■ Task prompt: Below are records; repeat them all exactly.

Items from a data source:
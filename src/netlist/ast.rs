//! Syntax tree for instance netlists.

/// Parsed netlist: every instance line in file order.
#[derive(Debug, Clone, Default)]
pub struct NetlistAst {
    /// All device instances
    pub instances: Vec<InstanceDef>,
    /// Lines that were not instance lines (subcircuit headers, directives)
    pub skipped_lines: usize,
}

impl NetlistAst {
    /// Create a new empty netlist.
    pub fn new() -> Self {
        Self::default()
    }

    /// Every net name referenced by an instance, in first-use order.
    pub fn net_names(&self) -> Vec<&str> {
        let mut seen = std::collections::HashSet::new();
        self.instances
            .iter()
            .flat_map(|inst| inst.nets.iter())
            .filter(|net| seen.insert(net.as_str()))
            .map(String::as_str)
            .collect()
    }
}

/// One instance line: `NAME ( net net ... ) model [params...]`.
#[derive(Debug, Clone, PartialEq)]
pub struct InstanceDef {
    /// Instance name as written (`MM9`)
    pub name: String,
    /// Net names in pin order
    pub nets: Vec<String>,
    /// Model name (`nmos4`, `resistor`, ...)
    pub model: String,
    /// Source line number for error reporting
    pub line: usize,
}
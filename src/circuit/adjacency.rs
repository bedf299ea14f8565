//! Typed-edge adjacency matrix I/O.
//!
//! The matrix is stored as CSV: a header row `,v1,v2,...`, then one row per
//! vertex whose first cell is the vertex name. A cell holds `0` when the two
//! vertices are not connected and the pin-edge label otherwise. The matrix
//! is symmetric and vertices are sorted by name.

use crate::error::{Result, TopoSeqError};
use crate::vocab::{PinLabel, Token, Vocabulary};

use super::{CircuitGraph, NodeRef};

/// Render a graph as an adjacency matrix.
pub fn to_adjacency_csv(graph: &CircuitGraph) -> Result<String> {
    let mut vertices: Vec<(String, NodeRef)> = (0..graph.node_count())
        .map(|flat| {
            let node = graph.node_at(flat);
            (graph.node_name(node), node)
        })
        .collect();
    vertices.sort_by(|a, b| a.0.cmp(&b.0));

    let n = vertices.len();
    let mut position = vec![0usize; n];
    for (row, (_, node)) in vertices.iter().enumerate() {
        position[graph.flat_index(*node)] = row;
    }

    let mut cells = vec![vec![String::from("0"); n]; n];
    for edge in graph.edges() {
        let label = graph.edge_label(edge)?.name().to_string();
        let d = position[graph.flat_index(NodeRef::Device(edge.device))];
        let m = position[graph.flat_index(NodeRef::Net(edge.net))];
        cells[d][m] = label.clone();
        cells[m][d] = label;
    }

    let mut out = String::new();
    for (name, _) in &vertices {
        out.push(',');
        out.push_str(name);
    }
    out.push('\n');
    for (row, (name, _)) in vertices.iter().enumerate() {
        out.push_str(name);
        for cell in &cells[row] {
            out.push(',');
            out.push_str(cell);
        }
        out.push('\n');
    }
    Ok(out)
}

/// Read a graph from an adjacency matrix. Vertex names are resolved through
/// the vocabulary.
pub fn from_adjacency_csv(vocab: &Vocabulary, text: &str) -> Result<CircuitGraph> {
    let mut lines = text.lines().filter(|l| !l.trim().is_empty());
    let header = lines.next().ok_or(TopoSeqError::AdjacencyFormat {
        row: 0,
        message: "missing header".to_string(),
    })?;

    let mut header_cells = header.split(',').map(str::trim);
    if header_cells.next() != Some("") {
        return Err(TopoSeqError::AdjacencyFormat {
            row: 0,
            message: "header must start with an empty cell".to_string(),
        });
    }
    let names: Vec<&str> = header_cells.collect();
    let vertices = names
        .iter()
        .map(|name| vocab.parse(name).and_then(|id| vocab.token(id)))
        .collect::<Result<Vec<Token>>>()?;

    let mut matrix: Vec<Vec<&str>> = Vec::with_capacity(names.len());
    for (i, line) in lines.enumerate() {
        let row = i + 1;
        let mut cells = line.split(',').map(str::trim);
        let name = cells.next().unwrap_or_default();
        if names.get(i) != Some(&name) {
            return Err(TopoSeqError::AdjacencyFormat {
                row,
                message: format!("row '{}' does not match header order", name),
            });
        }
        let cells: Vec<&str> = cells.collect();
        if cells.len() != names.len() {
            return Err(TopoSeqError::AdjacencyFormat {
                row,
                message: format!("expected {} cells, found {}", names.len(), cells.len()),
            });
        }
        matrix.push(cells);
    }
    if matrix.len() != names.len() {
        return Err(TopoSeqError::AdjacencyFormat {
            row: matrix.len() + 1,
            message: format!("expected {} rows, found {}", names.len(), matrix.len()),
        });
    }

    let mut graph = CircuitGraph::new();
    for token in &vertices {
        match token {
            Token::Device(d) => {
                graph.add_device(*d);
            }
            Token::Net(n) => {
                graph.add_net(*n);
            }
            other => {
                return Err(TopoSeqError::AdjacencyFormat {
                    row: 0,
                    message: format!("'{}' is not a device or net", other),
                })
            }
        }
    }

    for (i, row) in matrix.iter().enumerate() {
        for (j, &cell) in row.iter().enumerate() {
            if cell == "0" {
                continue;
            }
            if matrix[j][i] != cell {
                return Err(TopoSeqError::AdjacencyFormat {
                    row: i + 1,
                    message: format!("matrix is not symmetric at column {}", names[j]),
                });
            }
            // Each edge appears twice; handle it from the device row
            let (Token::Device(device), Token::Net(net)) = (vertices[i], vertices[j]) else {
                if matches!((vertices[i], vertices[j]), (Token::Net(_), Token::Device(_))) {
                    continue;
                }
                return Err(TopoSeqError::AdjacencyFormat {
                    row: i + 1,
                    message: format!("edge between {} and {} is not device-to-net", names[i], names[j]),
                });
            };
            let label = PinLabel::from_name(cell)
                .filter(|l| l.family() == device.family())
                .ok_or_else(|| TopoSeqError::AdjacencyFormat {
                    row: i + 1,
                    message: format!("'{}' is not a label for {}", cell, device),
                })?;
            graph.connect(device, net, label.pins())?;
        }
    }

    Ok(graph)
}

#[cfg(test)]
mod tests {
    use super::*;
    use crate::circuit::{DeviceFamily, DeviceId, DeviceType, NetId, PinSet};

    #[test]
    fn test_matrix_layout() {
        let nm1 = DeviceId::new(DeviceType::Nmos, 1).unwrap();
        let mut g = CircuitGraph::new();
        g.connect(nm1, NetId::VSS, PinSet::from_letters(DeviceFamily::Mosfet, "BS").unwrap())
            .unwrap();
        g.connect(nm1, NetId::VDD, PinSet::from_letters(DeviceFamily::Mosfet, "DG").unwrap())
            .unwrap();

        let csv = to_adjacency_csv(&g).unwrap();
        assert_eq!(
            csv,
            ",NM1,VDD,VSS\nNM1,0,M_DG,M_BS\nVDD,M_DG,0,0\nVSS,M_BS,0,0\n"
        );

        let vocab = Vocabulary::build();
        let back = from_adjacency_csv(&vocab, &csv).unwrap();
        assert!(back.same_topology(&g));
    }

    #[test]
    fn test_asymmetric_matrix_is_rejected() {
        let vocab = Vocabulary::build();
        let csv = ",NM1,VSS\nNM1,0,M_BDGS\nVSS,0,0\n";
        assert!(matches!(
            from_adjacency_csv(&vocab, csv),
            Err(TopoSeqError::AdjacencyFormat { row: 1, .. })
        ));
    }

    #[test]
    fn test_label_family_is_checked() {
        let vocab = Vocabulary::build();
        let csv = ",NM1,VSS\nNM1,0,B_BCE\nVSS,B_BCE,0\n";
        assert!(from_adjacency_csv(&vocab, csv).is_err());
    }
}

■ Answer to the problem:
filename src/netlist/ast.rs
//! Syntax tree for instance netlists.

/// Parsed netlist: every instance line in file order.
#[derive(Debug, Clone, Default)]
pub struct NetlistAst {
    /// All device instances
    pub instances: Vec<InstanceDef>,
    /// Lines that were not instance lines (subcircuit headers, directives)
    pub skipped_lines: usize,
}

impl NetlistAst {
    /// Create a new empty netlist.
    pub fn new() -> Self {
        Self::default()
    }

    /// Every net name referenced by an instance, in first-use order.
    pub fn net_names(&self) -> Vec<&str> {
        let mut seen = std::collections::HashSet::new();
        self.instances
            .iter()
            .flat_map(|inst| inst.nets.iter())
            .filter(|net| seen.insert(net.as_str()))
            .map(String::as_str)
            .collect()
    }
}

/// One instance line: `NAME ( net net ... ) model [params...]`.
#[derive(Debug, Clone, PartialEq)]
pub struct InstanceDef {
    /// Instance name as written (`MM9`)
    pub name: String,
    /// Net names in pin order
    pub nets: Vec<String>,
    /// Model name (`nmos4`, `resistor`, ...)
    pub model: String,
    /// Source line number for error reporting
    pub line: usize,
}
filename src/circuit/adjacency.rs
repository bedf299ea14f8565
//! Typed-edge adjacency matrix I/O.
//!
//! The matrix is stored as CSV: a header row `,v1,v2,...`, then one row per
//! vertex whose first cell is the vertex name. A cell holds `0` when the two
//! vertices are not connected and the pin-edge label otherwise. The matrix
//! is symmetric and vertices are sorted by name.

use crate::error::{Result, TopoSeqError};
use crate::vocab::{PinLabel, Token, Vocabulary};

use super::{CircuitGraph, NodeRef};

/// Render a graph as an adjacency matrix.
pub fn to_adjacency_csv(graph: &CircuitGraph) -> Result<String> {
    let mut vertices: Vec<(String, NodeRef)> = (0..graph.node_count())
        .map(|flat| {
            let node = graph.node_at(flat);
            (graph.node_name(node), node)
        })
        .collect();
    vertices.sort_by(|a, b| a.0.cmp(&b.0));

    let n = vertices.len();
    let mut position = vec![0usize; n];
    for (row, (_, node)) in vertices.iter().enumerate() {
        position[graph.flat_index(*node)] = row;
    }

    let mut cells = vec![vec![String::from("0"); n]; n];
    for edge in graph.edges() {
        let label = graph.edge_label(edge)?.name().to_string();
        let d = position[graph.flat_index(NodeRef::Device(edge.device))];
        let m = position[graph.flat_index(NodeRef::Net(edge.net))];
        cells[d][m] = label.clone();
        cells[m][d] = label;
    }

    let mut out = String::new();
    for (name, _) in &vertices {
        out.push(',');
        out.push_str(name);
    }
    out.push('\n');
    for (row, (name, _)) in vertices.iter().enumerate() {
        out.push_str(name);
        for cell in &cells[row] {
            out.push(',');
            out.push_str(cell);
        }
        out.push('\n');
    }
    Ok(out)
}

/// Read a graph from an adjacency matrix. Vertex names are resolved through
/// the vocabulary.
pub fn from_adjacency_csv(vocab: &Vocabulary, text: &str) -> Result<CircuitGraph> {
    let mut lines = text.lines().filter(|l| !l.trim().is_empty());
    let header = lines.next().ok_or(TopoSeqError::AdjacencyFormat {
        row: 0,
        message: "missing header".to_string(),
    })?;

    let mut header_cells = header.split(',').map(str::trim);
    if header_cells.next() != Some("") {
        return Err(TopoSeqError::AdjacencyFormat {
            row: 0,
            message: "header must start with an empty cell".to_string(),
        });
    }
    let names: Vec<&str> = header_cells.collect();
    let vertices = names
        .iter()
        .map(|name| vocab.parse(name).and_then(|id| vocab.token(id)))
        .collect::<Result<Vec<Token>>>()?;

    let mut matrix: Vec<Vec<&str>> = Vec::with_capacity(names.len());
    for (i, line) in lines.enumerate() {
        let row = i + 1;
        let mut cells = line.split(',').map(str::trim);
        let name = cells.next().unwrap_or_default();
        if names.get(i) != Some(&name) {
            return Err(TopoSeqError::AdjacencyFormat {
                row,
                message: format!("row '{}' does not match header order", name),
            });
        }
        let cells: Vec<&str> = cells.collect();
        if cells.len() != names.len() {
            return Err(TopoSeqError::AdjacencyFormat {
                row,
                message: format!("expected {} cells, found {}", names.len(), cells.len()),
            });
        }
        matrix.push(cells);
    }
    if matrix.len() != names.len() {
        return Err(TopoSeqError::AdjacencyFormat {
            row: matrix.len() + 1,
            message: format!("expected {} rows, found {}", names.len(), matrix.len()),
        });
    }

    let mut graph = CircuitGraph::new();
    for token in &vertices {
        match token {
            Token::Device(d) => {
                graph.add_device(*d);
            }
            Token::Net(n) => {
                graph.add_net(*n);
            }
            other => {
                return Err(TopoSeqError::AdjacencyFormat {
                    row: 0,
                    message: format!("'{}' is not a device or net", other),
                })
            }
        }
    }

    for (i, row) in matrix.iter().enumerate() {
        for (j, &cell) in row.iter().enumerate() {
            if cell == "0" {
                continue;
            }
            if matrix[j][i] != cell {
                return Err(TopoSeqError::AdjacencyFormat {
                    row: i + 1,
                    message: format!("matrix is not symmetric at column {}", names[j]),
                });
            }
            // Each edge appears twice; handle it from the device row
            let (Token::Device(device), Token::Net(net)) = (vertices[i], vertices[j]) else {
                if matches!((vertices[i], vertices[j]), (Token::Net(_), Token::Device(_))) {
                    continue;
                }
                return Err(TopoSeqError::AdjacencyFormat {
                    row: i + 1,
                    message: format!("edge between {} and {} is not device-to-net", names[i], names[j]),
                });
            };
            let label = PinLabel::from_name(cell)
                .filter(|l| l.family() == device.family())
                .ok_or_else(|| TopoSeqError::AdjacencyFormat {
                    row: i + 1,
                    message: format!("'{}' is not a label for {}", cell, device),
                })?;
            graph.connect(device, net, label.pins())?;
        }
    }

    Ok(graph)
}

#[cfg(test)]
mod tests {
    use super::*;
    use crate::circuit::{DeviceFamily, DeviceId, DeviceType, NetId, PinSet};

    #[test]
    fn test_matrix_layout() {
        let nm1 = DeviceId::new(DeviceType::Nmos, 1).unwrap();
        let mut g = CircuitGraph::new();
        g.connect(nm1, NetId::VSS, PinSet::from_letters(DeviceFamily::Mosfet, "BS").unwrap())
            .unwrap();
        g.connect(nm1, NetId::VDD, PinSet::from_letters(DeviceFamily::Mosfet, "DG").unwrap())
            .unwrap();

        let csv = to_adjacency_csv(&g).unwrap();
        assert_eq!(
            csv,
            ",NM1,VDD,VSS\nNM1,0,M_DG,M_BS\nVDD,M_DG,0,0\nVSS,M_BS,0,0\n"
        );

        let vocab = Vocabulary::build();
        let back = from_adjacency_csv(&vocab, &csv).unwrap();
        assert!(back.same_topology(&g));
    }

    #[test]
    fn test_asymmetric_matrix_is_rejected() {
        let vocab = Vocabulary::build();
        let csv = ",NM1,VSS\nNM1,0,M_BDGS\nVSS,0,0\n";
        assert!(matches!(
            from_adjacency_csv(&vocab, csv),
            Err(TopoSeqError::AdjacencyFormat { row: 1, .. })
        ));
    }

    #[test]
    fn test_label_family_is_checked() {
        let vocab = Vocabulary::build();
        let csv = ",NM1,VSS\nNM1,0,B_BCE\nVSS,B_BCE,0\n";
        assert!(from_adjacency_csv(&vocab, csv).is_err());
    }
}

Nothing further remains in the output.